### EXERCISE
Check each line of the entries below for the string "remaining" and state how many lines have it, with no other text.

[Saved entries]
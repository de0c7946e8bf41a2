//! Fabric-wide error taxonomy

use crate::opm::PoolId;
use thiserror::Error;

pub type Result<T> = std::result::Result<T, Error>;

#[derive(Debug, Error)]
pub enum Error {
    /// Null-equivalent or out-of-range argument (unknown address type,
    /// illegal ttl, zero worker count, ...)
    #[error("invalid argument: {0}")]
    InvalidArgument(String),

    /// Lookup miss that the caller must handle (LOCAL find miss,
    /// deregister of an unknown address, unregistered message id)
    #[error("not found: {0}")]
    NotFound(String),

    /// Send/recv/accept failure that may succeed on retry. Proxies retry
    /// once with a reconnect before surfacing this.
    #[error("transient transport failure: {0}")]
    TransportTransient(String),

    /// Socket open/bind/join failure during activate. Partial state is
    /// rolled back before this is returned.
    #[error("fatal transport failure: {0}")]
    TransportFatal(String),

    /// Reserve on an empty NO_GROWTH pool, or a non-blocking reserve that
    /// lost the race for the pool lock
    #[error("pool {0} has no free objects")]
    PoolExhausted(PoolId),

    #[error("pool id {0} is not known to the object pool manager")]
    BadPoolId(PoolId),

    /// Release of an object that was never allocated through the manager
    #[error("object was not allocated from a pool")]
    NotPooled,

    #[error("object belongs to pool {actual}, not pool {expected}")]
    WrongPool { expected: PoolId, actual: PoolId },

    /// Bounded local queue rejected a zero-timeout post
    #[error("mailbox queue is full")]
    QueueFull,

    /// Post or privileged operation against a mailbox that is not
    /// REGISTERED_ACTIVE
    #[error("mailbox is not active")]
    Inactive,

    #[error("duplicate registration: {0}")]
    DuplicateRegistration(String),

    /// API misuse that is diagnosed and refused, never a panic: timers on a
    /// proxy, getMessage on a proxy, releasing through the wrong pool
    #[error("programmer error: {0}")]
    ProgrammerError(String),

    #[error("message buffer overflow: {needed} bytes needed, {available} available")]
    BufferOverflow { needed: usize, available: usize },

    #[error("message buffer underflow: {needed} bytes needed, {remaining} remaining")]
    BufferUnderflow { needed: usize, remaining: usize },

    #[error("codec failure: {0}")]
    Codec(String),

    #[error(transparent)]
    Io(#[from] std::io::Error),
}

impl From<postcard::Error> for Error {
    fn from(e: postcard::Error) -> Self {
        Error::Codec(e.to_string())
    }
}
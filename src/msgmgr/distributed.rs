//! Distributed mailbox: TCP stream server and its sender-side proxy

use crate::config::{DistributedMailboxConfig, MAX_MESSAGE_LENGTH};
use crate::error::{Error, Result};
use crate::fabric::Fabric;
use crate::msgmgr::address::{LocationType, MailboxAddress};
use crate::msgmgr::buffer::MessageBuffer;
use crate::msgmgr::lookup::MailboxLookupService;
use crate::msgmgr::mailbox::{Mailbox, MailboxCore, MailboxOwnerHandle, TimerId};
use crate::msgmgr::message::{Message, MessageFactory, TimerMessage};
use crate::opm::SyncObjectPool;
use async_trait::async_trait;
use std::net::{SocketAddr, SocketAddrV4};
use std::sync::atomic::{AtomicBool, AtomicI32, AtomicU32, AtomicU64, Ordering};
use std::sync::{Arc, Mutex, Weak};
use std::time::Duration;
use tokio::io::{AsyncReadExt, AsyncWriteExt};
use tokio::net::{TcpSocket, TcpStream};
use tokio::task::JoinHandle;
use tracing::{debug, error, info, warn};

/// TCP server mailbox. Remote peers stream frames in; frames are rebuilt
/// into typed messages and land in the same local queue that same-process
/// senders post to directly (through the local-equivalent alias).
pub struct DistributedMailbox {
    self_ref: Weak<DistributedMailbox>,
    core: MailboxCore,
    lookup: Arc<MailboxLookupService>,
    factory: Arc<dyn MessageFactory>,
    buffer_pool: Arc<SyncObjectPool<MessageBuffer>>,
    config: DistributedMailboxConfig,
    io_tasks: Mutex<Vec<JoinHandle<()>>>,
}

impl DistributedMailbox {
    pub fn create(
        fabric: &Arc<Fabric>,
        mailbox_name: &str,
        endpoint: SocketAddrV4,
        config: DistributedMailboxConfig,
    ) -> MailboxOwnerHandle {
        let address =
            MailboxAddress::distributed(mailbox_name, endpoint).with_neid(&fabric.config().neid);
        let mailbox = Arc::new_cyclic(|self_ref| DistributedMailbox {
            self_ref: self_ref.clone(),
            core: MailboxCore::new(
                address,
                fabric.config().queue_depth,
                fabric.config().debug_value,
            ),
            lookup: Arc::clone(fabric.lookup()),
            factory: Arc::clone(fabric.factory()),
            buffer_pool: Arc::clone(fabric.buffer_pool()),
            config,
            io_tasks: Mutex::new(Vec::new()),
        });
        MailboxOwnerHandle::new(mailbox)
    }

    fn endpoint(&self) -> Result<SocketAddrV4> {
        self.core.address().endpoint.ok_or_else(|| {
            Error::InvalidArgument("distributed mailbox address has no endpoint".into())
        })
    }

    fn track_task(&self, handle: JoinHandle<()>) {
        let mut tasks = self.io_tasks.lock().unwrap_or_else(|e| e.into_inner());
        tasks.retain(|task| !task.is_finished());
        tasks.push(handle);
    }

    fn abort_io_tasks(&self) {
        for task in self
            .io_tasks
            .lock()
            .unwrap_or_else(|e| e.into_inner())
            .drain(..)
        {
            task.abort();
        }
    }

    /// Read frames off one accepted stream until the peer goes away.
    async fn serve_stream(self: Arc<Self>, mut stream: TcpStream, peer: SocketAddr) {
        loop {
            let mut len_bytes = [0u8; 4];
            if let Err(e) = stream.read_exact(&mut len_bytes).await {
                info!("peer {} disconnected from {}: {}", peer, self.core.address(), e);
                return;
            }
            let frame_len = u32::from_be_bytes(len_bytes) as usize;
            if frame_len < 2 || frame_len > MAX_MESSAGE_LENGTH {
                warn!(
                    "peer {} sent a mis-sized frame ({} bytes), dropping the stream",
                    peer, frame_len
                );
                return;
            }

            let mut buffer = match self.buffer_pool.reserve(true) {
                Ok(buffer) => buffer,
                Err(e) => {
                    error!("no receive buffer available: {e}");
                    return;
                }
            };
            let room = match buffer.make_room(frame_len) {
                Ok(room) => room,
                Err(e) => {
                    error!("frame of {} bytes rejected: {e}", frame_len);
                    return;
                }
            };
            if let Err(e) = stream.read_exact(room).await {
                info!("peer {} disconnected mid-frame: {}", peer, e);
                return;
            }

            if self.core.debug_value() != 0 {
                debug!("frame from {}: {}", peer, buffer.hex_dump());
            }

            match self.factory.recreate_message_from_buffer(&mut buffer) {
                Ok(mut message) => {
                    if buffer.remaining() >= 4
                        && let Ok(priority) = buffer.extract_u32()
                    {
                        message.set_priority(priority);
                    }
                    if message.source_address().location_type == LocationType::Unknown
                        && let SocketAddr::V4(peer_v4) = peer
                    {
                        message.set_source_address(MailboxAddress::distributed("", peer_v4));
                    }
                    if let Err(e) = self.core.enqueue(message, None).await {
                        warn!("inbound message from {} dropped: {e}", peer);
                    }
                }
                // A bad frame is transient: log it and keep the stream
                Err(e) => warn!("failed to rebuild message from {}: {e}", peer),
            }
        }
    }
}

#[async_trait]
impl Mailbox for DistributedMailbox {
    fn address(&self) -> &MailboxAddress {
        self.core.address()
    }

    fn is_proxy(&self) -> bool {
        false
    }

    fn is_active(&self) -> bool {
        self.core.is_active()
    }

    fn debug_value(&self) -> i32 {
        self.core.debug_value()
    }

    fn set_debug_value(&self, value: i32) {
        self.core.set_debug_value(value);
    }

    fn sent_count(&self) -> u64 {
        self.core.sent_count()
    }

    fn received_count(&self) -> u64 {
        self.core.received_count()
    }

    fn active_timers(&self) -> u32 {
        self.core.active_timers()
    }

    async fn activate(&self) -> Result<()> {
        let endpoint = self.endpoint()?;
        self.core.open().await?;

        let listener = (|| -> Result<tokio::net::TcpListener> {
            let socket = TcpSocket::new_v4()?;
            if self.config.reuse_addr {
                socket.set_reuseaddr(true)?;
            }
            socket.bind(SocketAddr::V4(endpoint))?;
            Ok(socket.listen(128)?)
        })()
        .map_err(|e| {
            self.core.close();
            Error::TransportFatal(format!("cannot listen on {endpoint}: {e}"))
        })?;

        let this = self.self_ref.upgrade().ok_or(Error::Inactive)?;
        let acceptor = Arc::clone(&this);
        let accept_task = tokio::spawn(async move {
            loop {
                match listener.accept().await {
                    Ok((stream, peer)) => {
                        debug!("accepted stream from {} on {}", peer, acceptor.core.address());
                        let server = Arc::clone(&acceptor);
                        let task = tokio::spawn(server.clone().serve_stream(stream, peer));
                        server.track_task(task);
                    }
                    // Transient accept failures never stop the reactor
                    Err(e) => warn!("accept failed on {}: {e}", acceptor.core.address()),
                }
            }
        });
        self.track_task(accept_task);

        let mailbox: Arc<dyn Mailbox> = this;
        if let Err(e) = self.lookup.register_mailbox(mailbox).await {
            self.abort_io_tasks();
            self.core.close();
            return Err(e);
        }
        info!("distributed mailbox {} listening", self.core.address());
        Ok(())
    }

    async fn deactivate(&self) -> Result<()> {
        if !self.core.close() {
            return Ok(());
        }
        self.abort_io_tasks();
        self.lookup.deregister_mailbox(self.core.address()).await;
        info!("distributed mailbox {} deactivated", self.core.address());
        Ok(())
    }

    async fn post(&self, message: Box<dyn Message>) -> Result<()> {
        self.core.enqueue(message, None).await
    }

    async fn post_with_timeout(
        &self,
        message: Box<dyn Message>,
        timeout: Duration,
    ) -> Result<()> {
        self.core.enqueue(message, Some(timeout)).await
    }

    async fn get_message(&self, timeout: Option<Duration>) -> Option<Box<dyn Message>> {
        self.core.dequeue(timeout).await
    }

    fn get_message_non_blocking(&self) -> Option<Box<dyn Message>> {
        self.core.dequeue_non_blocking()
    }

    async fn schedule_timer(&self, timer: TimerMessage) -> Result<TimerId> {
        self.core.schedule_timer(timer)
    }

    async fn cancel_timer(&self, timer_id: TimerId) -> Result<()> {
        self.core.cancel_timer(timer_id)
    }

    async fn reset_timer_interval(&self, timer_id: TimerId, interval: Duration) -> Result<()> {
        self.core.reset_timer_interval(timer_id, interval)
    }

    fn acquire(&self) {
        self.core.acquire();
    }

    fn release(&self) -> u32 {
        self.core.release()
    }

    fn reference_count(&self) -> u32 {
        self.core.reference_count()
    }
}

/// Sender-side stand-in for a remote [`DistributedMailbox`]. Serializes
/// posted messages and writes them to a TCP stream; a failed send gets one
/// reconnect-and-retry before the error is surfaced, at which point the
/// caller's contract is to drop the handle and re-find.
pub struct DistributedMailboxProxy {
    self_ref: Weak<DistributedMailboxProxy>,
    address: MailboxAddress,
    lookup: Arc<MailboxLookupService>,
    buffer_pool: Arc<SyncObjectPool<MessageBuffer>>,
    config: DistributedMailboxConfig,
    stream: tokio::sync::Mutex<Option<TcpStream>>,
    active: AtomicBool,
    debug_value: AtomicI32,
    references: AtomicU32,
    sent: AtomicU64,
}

### ANSWER BOX
3